Required work
Number of lines below with the word "Copy": state it and write nothing more.

[Stored data entries]
- Opening Delimiter -

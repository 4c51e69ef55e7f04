//! Domain error types.

use common::{Interrupted, MoneyError, Version};
use outbox::OutboxError;
use thiserror::Error;

use crate::allocation::AllocationError;
use crate::ledger::LedgerError;
use crate::reservation::ReservationError;

/// Coarse classification an outer transport can map to status codes.
#[derive(Debug, Clone, Copy, PartialEq, Eq)]
pub enum ErrorKind {
    NotFound,
    /// Business rule or state conflict (insufficient stock, bad transition,
    /// stale version).
    Conflict,
    BadRequest,
    /// Cancelled, timed out, or the store/broker is unreachable.
    Unavailable,
    Internal,
}

/// Errors returned by aggregates, services and repositories.
#[derive(Debug, Error)]
pub enum InventoryError {
    #[error("Ledger error: {0}")]
    Ledger(#[from] LedgerError),

    #[error("Reservation error: {0}")]
    Reservation(#[from] ReservationError),

    #[error("Allocation error: {0}")]
    Allocation(#[from] AllocationError),

    #[error("{entity} not found: {id}")]
    NotFound { entity: &'static str, id: String },

    /// The stored row moved on since the aggregate was loaded.
    #[error(
        "Concurrent modification of {entity} {id}: expected version {expected}, found {actual}"
    )]
    ConcurrentModification {
        entity: &'static str,
        id: String,
        expected: Version,
        actual: Version,
    },

    #[error(transparent)]
    Interrupted(#[from] Interrupted),

    #[error("Storage error: {0}")]
    Storage(#[source] Box<dyn std::error::Error + Send + Sync>),

    #[error("Outbox error: {0}")]
    Outbox(#[from] OutboxError),

    #[error("Serialization error: {0}")]
    Serialization(#[from] serde_json::Error),
}

impl InventoryError {
    pub fn not_found(entity: &'static str, id: impl Into<String>) -> Self {
        InventoryError::NotFound {
            entity,
            id: id.into(),
        }
    }

    pub fn storage(err: impl std::error::Error + Send + Sync + 'static) -> Self {
        InventoryError::Storage(Box::new(err))
    }

    pub fn kind(&self) -> ErrorKind {
        match self {
            InventoryError::Ledger(LedgerError::InsufficientStock { .. }) => ErrorKind::Conflict,
            InventoryError::Ledger(_) => ErrorKind::BadRequest,
            InventoryError::Reservation(ReservationError::InvalidQuantity { .. })
            | InventoryError::Allocation(AllocationError::InvalidQuantity { .. })
            | InventoryError::Allocation(AllocationError::ReservationRequired) => {
                ErrorKind::BadRequest
            }
            InventoryError::Reservation(_) | InventoryError::Allocation(_) => ErrorKind::Conflict,
            InventoryError::NotFound { .. } => ErrorKind::NotFound,
            InventoryError::ConcurrentModification { .. } => ErrorKind::Conflict,
            InventoryError::Interrupted(_) => ErrorKind::Unavailable,
            InventoryError::Storage(_) => ErrorKind::Unavailable,
            InventoryError::Outbox(OutboxError::MissingField(_))
            | InventoryError::Outbox(OutboxError::Serialization(_)) => ErrorKind::Internal,
            InventoryError::Outbox(_) => ErrorKind::Unavailable,
            InventoryError::Serialization(_) => ErrorKind::Internal,
        }
    }

    /// True when reloading and retrying the whole operation may succeed.
    ///
    /// Business rule failures are never retryable.
    pub fn is_retryable(&self) -> bool {
        matches!(
            self,
            InventoryError::ConcurrentModification { .. }
                | InventoryError::Storage(_)
                | InventoryError::Interrupted(Interrupted::DeadlineExceeded)
                | InventoryError::Outbox(OutboxError::Database(_))
        )
    }
}

impl From<MoneyError> for InventoryError {
    fn from(e: MoneyError) -> Self {
        InventoryError::Ledger(LedgerError::Money(e))
    }
}

/// Result type for domain operations.
pub type Result<T> = std::result::Result<T, InventoryError>;
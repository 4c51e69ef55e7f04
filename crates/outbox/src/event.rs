use chrono::{DateTime, Utc};
use serde::{Deserialize, Serialize};
use uuid::Uuid;

use crate::{OutboxError, Result};

/// Unique identifier for an outbox row.
///
/// Also used as the CloudEvent `id`, so consumers can de-duplicate
/// redeliveries.
#[derive(Debug, Clone, Copy, PartialEq, Eq, Hash, Serialize, Deserialize)]
#[serde(transparent)]
pub struct OutboxEventId(Uuid);

impl OutboxEventId {
    pub fn new() -> Self {
        Self(Uuid::new_v4())
    }

    pub fn from_uuid(uuid: Uuid) -> Self {
        Self(uuid)
    }

    pub fn as_uuid(&self) -> Uuid {
        self.0
    }
}

impl Default for OutboxEventId {
    fn default() -> Self {
        Self::new()
    }
}

impl std::fmt::Display for OutboxEventId {
    fn fmt(&self, f: &mut std::fmt::Formatter<'_>) -> std::fmt::Result {
        write!(f, "{}", self.0)
    }
}

impl From<Uuid> for OutboxEventId {
    fn from(uuid: Uuid) -> Self {
        Self(uuid)
    }
}

/// CloudEvents 1.0 JSON envelope carried by every outbox row.
#[derive(Debug, Clone, PartialEq, Serialize, Deserialize)]
pub struct CloudEvent {
    pub specversion: String,
    pub id: String,
    #[serde(rename = "type")]
    pub event_type: String,
    pub source: String,
    pub subject: String,
    pub time: DateTime<Utc>,
    pub datacontenttype: String,
    pub data: serde_json::Value,
    #[serde(default, skip_serializing_if = "Option::is_none")]
    pub tenantid: Option<String>,
    #[serde(default, skip_serializing_if = "Option::is_none")]
    pub facilityid: Option<String>,
}

/// A pending or delivered event in the transactional outbox.
#[derive(Debug, Clone, PartialEq, Serialize, Deserialize)]
pub struct OutboxEvent {
    pub id: OutboxEventId,
    pub aggregate_id: String,
    pub aggregate_type: String,
    pub event_type: String,
    pub topic: String,
    pub payload: CloudEvent,
    pub created_at: DateTime<Utc>,
    pub published_at: Option<DateTime<Utc>>,
    pub retry_count: i32,
    pub last_error: Option<String>,
}

impl OutboxEvent {
    pub fn builder() -> OutboxEventBuilder {
        OutboxEventBuilder::default()
    }

    pub fn is_published(&self) -> bool {
        self.published_at.is_some()
    }

    /// True once the row has failed `max_retries` times and is no longer polled.
    pub fn is_dead_letter(&self, max_retries: i32) -> bool {
        self.published_at.is_none() && self.retry_count >= max_retries
    }
}

/// Builder for outbox rows. Produces the CloudEvent envelope as part of
/// the row so both always agree on id, type and time.
#[derive(Debug)]
pub struct OutboxEventBuilder {
    id: Option<OutboxEventId>,
    aggregate_id: Option<String>,
    aggregate_type: Option<String>,
    event_type: Option<String>,
    topic: Option<String>,
    source: String,
    occurred_at: Option<DateTime<Utc>>,
    data: Option<serde_json::Value>,
    tenant_id: Option<String>,
    facility_id: Option<String>,
}

impl Default for OutboxEventBuilder {
    fn default() -> Self {
        Self {
            id: None,
            aggregate_id: None,
            aggregate_type: None,
            event_type: None,
            topic: None,
            source: "/wms/inventory".to_string(),
            occurred_at: None,
            data: None,
            tenant_id: None,
            facility_id: None,
        }
    }
}

impl OutboxEventBuilder {
    pub fn id(mut self, id: OutboxEventId) -> Self {
        self.id = Some(id);
        self
    }

    pub fn aggregate_id(mut self, id: impl Into<String>) -> Self {
        self.aggregate_id = Some(id.into());
        self
    }

    pub fn aggregate_type(mut self, aggregate_type: impl Into<String>) -> Self {
        self.aggregate_type = Some(aggregate_type.into());
        self
    }

    /// Wire event type, e.g. `wms.inventory.received`.
    pub fn event_type(mut self, event_type: impl Into<String>) -> Self {
        self.event_type = Some(event_type.into());
        self
    }

    pub fn topic(mut self, topic: impl Into<String>) -> Self {
        self.topic = Some(topic.into());
        self
    }

    /// CloudEvent `source`. Defaults to `/wms/inventory`.
    pub fn source(mut self, source: impl Into<String>) -> Self {
        self.source = source.into();
        self
    }

    /// When the domain event happened. Defaults to now.
    pub fn occurred_at(mut self, at: DateTime<Utc>) -> Self {
        self.occurred_at = Some(at);
        self
    }

    pub fn tenant(mut self, tenant_id: impl Into<String>, facility_id: impl Into<String>) -> Self {
        self.tenant_id = Some(tenant_id.into());
        self.facility_id = Some(facility_id.into());
        self
    }

    pub fn data<T: Serialize>(mut self, data: &T) -> Result<Self> {
        self.data = Some(serde_json::to_value(data)?);
        Ok(self)
    }

    pub fn data_raw(mut self, data: serde_json::Value) -> Self {
        self.data = Some(data);
        self
    }

    /// Builds the row, failing with [`OutboxError::MissingField`] if a
    /// required field was not set.
    pub fn build(self) -> Result<OutboxEvent> {
        let id = self.id.unwrap_or_default();
        let aggregate_id = self
            .aggregate_id
            .ok_or(OutboxError::MissingField("aggregate_id"))?;
        let aggregate_type = self
            .aggregate_type
            .ok_or(OutboxError::MissingField("aggregate_type"))?;
        let event_type = self
            .event_type
            .ok_or(OutboxError::MissingField("event_type"))?;
        let topic = self.topic.ok_or(OutboxError::MissingField("topic"))?;
        let data = self.data.ok_or(OutboxError::MissingField("data"))?;
        let time = self.occurred_at.unwrap_or_else(Utc::now);

        let payload = CloudEvent {
            specversion: "1.0".to_string(),
            id: id.to_string(),
            event_type: event_type.clone(),
            source: self.source,
            subject: aggregate_id.clone(),
            time,
            datacontenttype: "application/json".to_string(),
            data,
            tenantid: self.tenant_id,
            facilityid: self.facility_id,
        };

        Ok(OutboxEvent {
            id,
            aggregate_id,
            aggregate_type,
            event_type,
            topic,
            payload,
            created_at: Utc::now(),
            published_at: None,
            retry_count: 0,
            last_error: None,
        })
    }
}

#[cfg(test)]
mod tests {
    use super::*;

    fn sample() -> OutboxEventBuilder {
        OutboxEvent::builder()
            .aggregate_id("T1:F1:SKU-1")
            .aggregate_type("InventoryLedger")
            .event_type("wms.inventory.received")
            .topic(crate::INVENTORY_TOPIC)
            .tenant("T1", "F1")
            .data_raw(serde_json::json!({"sku": "SKU-1", "quantity": 10}))
    }

    #[test]
    fn builder_produces_matching_cloud_event() {
        let event = sample().build().unwrap();

        assert_eq!(event.payload.specversion, "1.0");
        assert_eq!(event.payload.id, event.id.to_string());
        assert_eq!(event.payload.event_type, "wms.inventory.received");
        assert_eq!(event.payload.subject, "T1:F1:SKU-1");
        assert_eq!(event.payload.tenantid.as_deref(), Some("T1"));
        assert_eq!(event.payload.datacontenttype, "application/json");
        assert!(!event.is_published());
        assert_eq!(event.retry_count, 0);
    }

    #[test]
    fn cloud_event_serializes_type_field() {
        let event = sample().build().unwrap();
        let json = serde_json::to_value(&event.payload).unwrap();
        assert_eq!(json["type"], "wms.inventory.received");
        assert_eq!(json["source"], "/wms/inventory");
        assert_eq!(json["data"]["quantity"], 10);
    }

    #[test]
    fn missing_field_is_reported() {
        let err = OutboxEvent::builder()
            .aggregate_id("x")
            .aggregate_type("y")
            .event_type("z")
            .data_raw(serde_json::json!({}))
            .build()
            .unwrap_err();
        assert!(matches!(err, OutboxError::MissingField("topic")));
    }

    #[test]
    fn dead_letter_after_max_retries() {
        let mut event = sample().build().unwrap();
        event.retry_count = 10;
        assert!(event.is_dead_letter(10));
        event.published_at = Some(Utc::now());
        assert!(!event.is_dead_letter(10));
    }
}
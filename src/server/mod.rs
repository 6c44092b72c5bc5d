//! HTTP adapter around the ledger.

pub mod error;
pub mod routes;
pub mod server_config;

pub use error::ServerError;
pub use routes::{router, SharedLedger};
pub use server_config::AppConfig;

- Closing Delimiter -

Exercise result
2